上の句では岩が激流の川をふたつに割り、しかしやがては下流でまた水の流れが合流するという迫力ある大自然の風景が描かれている。これだけながらただの自然描写に過ぎないが、下の句ではそのような水の流れを人間の運命と重ね合わせ、たとえ悲しい別れがあって離れ離れになってしまった人間たちでさえ、いつかはまた再会し一緒になれるのだと願っている。日本の大自然の風景と人間の深い情念が交差するまさに日本人らしい見事な歌ではないだろうか。そしてこの世で悲しい別れを乗り越え、傷つきながらも生きている魂たちは、この歌に心を揺さぶられないわけにはいかないだろう。

人間というものは生きているうちにさまざまな別れを経験する。仕方のない、どうしようもない、諦められるような種類の別れもあれば、なぜ別れなければならないのかわからない、お互いに思い合っていることは明らかであるにもかかわらず、なぜか別れなければならない運命へと陥ってしまったような引き裂かれる思いの残酷な別れもあるだろう。そんなとき、誰しもが願ったことがあるに違いない。今は離れ離れとなる運命になってしまったけれど、やがてはまたあなたに巡り会えると信じている。この一生の中でまた出会えるかもしれないし、もしかしたら一生を超えてでも、来世でまた魂同士が邂逅を果たすかもしれない。重要なのはお互いに強く思い合っているにも関わらず、運命的に離れ離れになってしまった場合には、やがてまた巡り会えると強く信じてしまう傾向が人間にはあるということだ。しかしその運命的な人間の心のうちに燃え盛る情念を、水の流れという大自然に絡み合わせたところにこの歌の真価があるのではないだろうか。
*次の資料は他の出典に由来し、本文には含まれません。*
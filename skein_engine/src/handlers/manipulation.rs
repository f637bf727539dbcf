//! Manipulation handlers: take, drop, give, put.
//!
//! These four move items between locations, containers, and inventories.
//! All of them route their mutations through the accessor so per-entity
//! behaviors (`on_take`, `on_drop`, `on_put`) get their say, and all of
//! them roll their first mutation back if the second one fails.

use crate::accessor::StateAccessor;
use crate::action::{HandlerResult, ParsedAction};
use crate::behavior::{BehaviorModule, EventContext, HandlerFn};
use crate::handlers::{actor_and_location, display_name, item_data, require_object};
use crate::search::{
    find_accessible_item, find_actor_by_name, find_container_with_adjective, find_item_in_container,
    find_item_in_inventory, name_matches,
};
use crate::vocab::{VerbDef, Vocabulary};

use skein_data::{EntityRef, Value};
use std::collections::BTreeMap;

/// Module manifest: vocabulary plus handler registrations.
pub fn module() -> BehaviorModule {
    BehaviorModule {
        path: "core.manipulation",
        vocabulary: Vocabulary {
            verbs: vec![
                VerbDef::new("take")
                    .with_synonyms(&["get", "grab", "pick"])
                    .requires_object()
                    .fires("on_take"),
                VerbDef::new("drop").requires_object().fires("on_drop").brief(),
                VerbDef::new("give")
                    .with_synonyms(&["hand", "offer"])
                    .requires_object()
                    .fires("on_give"),
                VerbDef::new("put")
                    .with_synonyms(&["place", "set"])
                    .requires_object()
                    .fires("on_put")
                    .falls_back_to("on_drop")
                    .brief(),
            ],
            prepositions: vec!["from".into(), "in".into(), "on".into(), "into".into(), "to".into()],
            ..Vocabulary::default()
        },
        handlers: vec![
            ("take", handle_take as HandlerFn),
            ("drop", handle_drop as HandlerFn),
            ("give", handle_give as HandlerFn),
            ("put", handle_put as HandlerFn),
        ],
        ..BehaviorModule::default()
    }
}

fn changes(pairs: &[(&str, Value)]) -> BTreeMap<String, Value> {
    pairs.iter().map(|(k, v)| ((*k).to_string(), v.clone())).collect()
}

/// Pick up an item from the actor's surroundings, optionally restricted to
/// a named container ("take coin from chest").
pub fn handle_take(accessor: &mut StateAccessor, action: &ParsedAction) -> HandlerResult {
    let (actor_id, location_id) = match actor_and_location(accessor, action) {
        Ok(pair) => pair,
        Err(failure) => return failure,
    };
    let object = match require_object(action, "What do you want to take?") {
        Ok(word) => word,
        Err(failure) => return failure,
    };
    let adjective = action.adjective.as_deref();

    let item_id = if let Some(container_word) = &action.indirect_object {
        // restricted search: the named thing must exist, be a container,
        // and be open unless it is a surface
        let container_adj = action.indirect_adjective.as_deref();
        let Some(container_id) = find_container_with_adjective(accessor, container_word, container_adj, &location_id)
        else {
            for item in accessor.get_items_in_location(&location_id) {
                if name_matches(container_word, &item.name) {
                    return HandlerResult::failure(format!("The {} is not a container.", item.name));
                }
            }
            return HandlerResult::failure(format!(
                "You don't see any {} here.",
                display_name(Some(container_word), container_adj)
            ));
        };
        let container = accessor.get_item(&container_id).expect("container was just found");
        let container_name = container.name.clone();
        let info = container.container.clone().unwrap_or_default();
        if !info.is_surface && !info.open {
            return HandlerResult::failure(format!("The {container_name} is closed."));
        }
        let Some(found) = find_item_in_container(accessor, object, &container_id, adjective) else {
            let preposition = if info.is_surface { "on" } else { "in" };
            return HandlerResult::failure(format!(
                "You don't see any {} {preposition} the {container_name}.",
                display_name(Some(object), adjective)
            ));
        };
        found
    } else {
        match find_accessible_item(accessor, object, &actor_id, adjective) {
            Some(found) => found,
            None => {
                return HandlerResult::failure(format!(
                    "You don't see any {} here.",
                    display_name(Some(object), adjective)
                ));
            },
        }
    };

    let item = accessor.get_item(&item_id).expect("item was just found");
    let item_name = item.name.clone();
    let previous_location = item.location.clone();
    if item.location == actor_id.as_str() {
        return HandlerResult::success(format!("You already have the {item_name}."));
    }
    if !item.portable {
        return HandlerResult::failure(format!("You can't take the {item_name}."));
    }

    let entity = EntityRef::Item(item_id.clone());
    let result = accessor.update(
        &entity,
        &changes(&[
            ("location", Value::from(actor_id.as_str())),
            ("states.equipped", Value::Bool(false)),
        ]),
        Some("take"),
        Some(&actor_id),
    );
    if !result.success {
        return HandlerResult::failure(result.message.unwrap_or_else(|| format!("You can't take the {item_name}.")));
    }

    let inventory_result = accessor.update(
        &EntityRef::Actor(actor_id.clone()),
        &changes(&[("+inventory", Value::from(item_id.as_str()))]),
        None,
        None,
    );
    if !inventory_result.success {
        // roll the location change back before reporting the bug
        accessor.update(
            &entity,
            &changes(&[("location", Value::from(previous_location.as_str()))]),
            None,
            None,
        );
        return HandlerResult::failure(format!(
            "Something is inconsistent here: {}",
            inventory_result.message.unwrap_or_default()
        ));
    }

    let data = item_data(accessor, &item_id);
    HandlerResult::success(format!("You take the {item_name}."))
        .append(result.message.as_deref().unwrap_or(""))
        .with_data(data)
}

/// Put a carried item down in the current location.
pub fn handle_drop(accessor: &mut StateAccessor, action: &ParsedAction) -> HandlerResult {
    let (actor_id, location_id) = match actor_and_location(accessor, action) {
        Ok(pair) => pair,
        Err(failure) => return failure,
    };
    let object = match require_object(action, "What do you want to drop?") {
        Ok(word) => word,
        Err(failure) => return failure,
    };

    let Some(item_id) = find_item_in_inventory(accessor, object, &actor_id) else {
        return HandlerResult::failure(format!("You don't have any {}.", display_name(Some(object), None)));
    };
    let item_name = accessor.get_item(&item_id).map(|i| i.name.clone()).unwrap_or_default();

    let entity = EntityRef::Item(item_id.clone());
    let result = accessor.update(
        &entity,
        &changes(&[
            ("location", Value::from(location_id.as_str())),
            ("states.equipped", Value::Bool(false)),
        ]),
        Some("drop"),
        Some(&actor_id),
    );
    if !result.success {
        return HandlerResult::failure(result.message.unwrap_or_else(|| format!("You keep hold of the {item_name}.")));
    }

    let inventory_result = accessor.update(
        &EntityRef::Actor(actor_id.clone()),
        &changes(&[("-inventory", Value::from(item_id.as_str()))]),
        None,
        None,
    );
    if !inventory_result.success {
        accessor.update(
            &entity,
            &changes(&[("location", Value::from(actor_id.as_str()))]),
            None,
            None,
        );
        return HandlerResult::failure(format!(
            "Something is inconsistent here: {}",
            inventory_result.message.unwrap_or_default()
        ));
    }

    let data = item_data(accessor, &item_id);
    HandlerResult::success(format!("You drop the {item_name}."))
        .append(result.message.as_deref().unwrap_or(""))
        .with_data(data)
}

/// Hand a carried item to another actor in the same location. The
/// recipient's `on_receive_item` and `on_gift_given` chains run after the
/// transfer, driving trades and gift reactions.
pub fn handle_give(accessor: &mut StateAccessor, action: &ParsedAction) -> HandlerResult {
    let (actor_id, _) = match actor_and_location(accessor, action) {
        Ok(pair) => pair,
        Err(failure) => return failure,
    };
    let object = match require_object(action, "What do you want to give?") {
        Ok(word) => word,
        Err(failure) => return failure,
    };
    let Some(recipient_word) = action.indirect_object.as_ref() else {
        return HandlerResult::failure("Give it to whom?".to_string());
    };

    let Some(item_id) = find_item_in_inventory(accessor, object, &actor_id) else {
        return HandlerResult::failure(format!("You don't have any {}.", display_name(Some(object), None)));
    };
    let Some(recipient_id) = find_actor_by_name(accessor, recipient_word, &actor_id) else {
        return HandlerResult::failure(format!(
            "You don't see any {} here.",
            display_name(Some(recipient_word), action.indirect_adjective.as_deref())
        ));
    };
    let item_name = accessor.get_item(&item_id).map(|i| i.name.clone()).unwrap_or_default();
    let recipient_name = accessor
        .get_actor(&recipient_id)
        .map(|a| a.name.clone())
        .unwrap_or_default();

    let entity = EntityRef::Item(item_id.clone());
    let result = accessor.update(
        &entity,
        &changes(&[
            ("location", Value::from(recipient_id.as_str())),
            ("states.equipped", Value::Bool(false)),
        ]),
        None,
        None,
    );
    if !result.success {
        return HandlerResult::failure(result.message.unwrap_or_else(|| format!("You keep hold of the {item_name}.")));
    }

    let remove_result = accessor.update(
        &EntityRef::Actor(actor_id.clone()),
        &changes(&[("-inventory", Value::from(item_id.as_str()))]),
        None,
        None,
    );
    if !remove_result.success {
        accessor.update(
            &entity,
            &changes(&[("location", Value::from(actor_id.as_str()))]),
            None,
            None,
        );
        return HandlerResult::failure(format!(
            "Something is inconsistent here: {}",
            remove_result.message.unwrap_or_default()
        ));
    }
    let add_result = accessor.update(
        &EntityRef::Actor(recipient_id.clone()),
        &changes(&[("+inventory", Value::from(item_id.as_str()))]),
        None,
        None,
    );
    if !add_result.success {
        accessor.update(
            &EntityRef::Actor(actor_id.clone()),
            &changes(&[("+inventory", Value::from(item_id.as_str()))]),
            None,
            None,
        );
        accessor.update(
            &entity,
            &changes(&[("location", Value::from(actor_id.as_str()))]),
            None,
            None,
        );
        return HandlerResult::failure(format!(
            "Something is inconsistent here: {}",
            add_result.message.unwrap_or_default()
        ));
    }

    // the recipient reacts: trades first, then gift reactions
    let recipient_ref = EntityRef::Actor(recipient_id.clone());
    let context = EventContext {
        actor_id: Some(actor_id.clone()),
        ..EventContext::default()
    }
    .with_extra("item_id", item_id.as_str())
    .with_extra("giver_id", actor_id.as_str());

    let mut message = format!("You give the {item_name} to {recipient_name}.");
    let receive = accessor.invoke_behavior(&recipient_ref, "on_receive_item", &context);
    if let Some(feedback) = receive.feedback {
        message = format!("{message}\n{feedback}");
    }
    let gift = accessor.invoke_behavior(&recipient_ref, "on_gift_given", &context);
    if let Some(feedback) = gift.feedback {
        message = format!("{message}\n{feedback}");
    }

    let data = item_data(accessor, &item_id);
    HandlerResult::success(message).with_data(data)
}

/// Put a carried item in (or on) a container in the current location.
pub fn handle_put(accessor: &mut StateAccessor, action: &ParsedAction) -> HandlerResult {
    let (actor_id, location_id) = match actor_and_location(accessor, action) {
        Ok(pair) => pair,
        Err(failure) => return failure,
    };
    let object = match require_object(action, "What do you want to put down?") {
        Ok(word) => word,
        Err(failure) => return failure,
    };
    let Some(container_word) = action.indirect_object.as_ref() else {
        return HandlerResult::failure("Put it where?".to_string());
    };

    let Some(item_id) = find_item_in_inventory(accessor, object, &actor_id) else {
        return HandlerResult::failure(format!("You don't have the {}.", display_name(Some(object), None)));
    };

    // the named target must exist here and actually be a container
    let target = accessor
        .get_items_in_location(&location_id)
        .into_iter()
        .find(|item| name_matches(container_word, &item.name))
        .map(|item| (item.id.clone(), item.name.clone(), item.container.clone()));
    let Some((container_id, container_name, container_info)) = target else {
        return HandlerResult::failure(format!(
            "You don't see any {} here.",
            display_name(Some(container_word), action.indirect_adjective.as_deref())
        ));
    };
    let Some(info) = container_info else {
        return HandlerResult::failure(format!("You can't put things in the {container_name}."));
    };
    if !info.is_surface && !info.open {
        return HandlerResult::failure(format!("The {container_name} is closed."));
    }
    if info.capacity > 0 && accessor.get_items_in_container(&container_id).len() >= info.capacity {
        return HandlerResult::failure(format!("The {container_name} is full."));
    }

    let item_name = accessor.get_item(&item_id).map(|i| i.name.clone()).unwrap_or_default();
    let entity = EntityRef::Item(item_id.clone());
    let result = accessor.update(
        &entity,
        &changes(&[("location", Value::from(container_id.as_str()))]),
        Some("put"),
        Some(&actor_id),
    );
    if !result.success {
        return HandlerResult::failure(
            result
                .message
                .unwrap_or_else(|| format!("You can't put the {item_name} there.")),
        );
    }

    let inventory_result = accessor.update(
        &EntityRef::Actor(actor_id.clone()),
        &changes(&[("-inventory", Value::from(item_id.as_str()))]),
        None,
        None,
    );
    if !inventory_result.success {
        accessor.update(
            &entity,
            &changes(&[("location", Value::from(actor_id.as_str()))]),
            None,
            None,
        );
        return HandlerResult::failure(format!(
            "Something is inconsistent here: {}",
            inventory_result.message.unwrap_or_default()
        ));
    }

    let preposition = if info.is_surface { "on" } else { "in" };
    let data = item_data(accessor, &item_id);
    HandlerResult::success(format!("You put the {item_name} {preposition} the {container_name}."))
        .append(result.message.as_deref().unwrap_or(""))
        .with_data(data)
}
ノンケの彼がゲイのぼくと恋愛しても何ひとつメリットなんてないから、彼の「好き」という言葉を尊いと感じた

ぼくもやがてまた、あの人に巡り会えると信じている。強がりかもしれないし、欲張りかもしれないし、滑稽かもしれない。それでもいつかまた、姿かたちを変えてでも、国や時を隔ててでも、同じ魂の色を保っている限り、きっとまたあの人と巡り会うことができると信じている。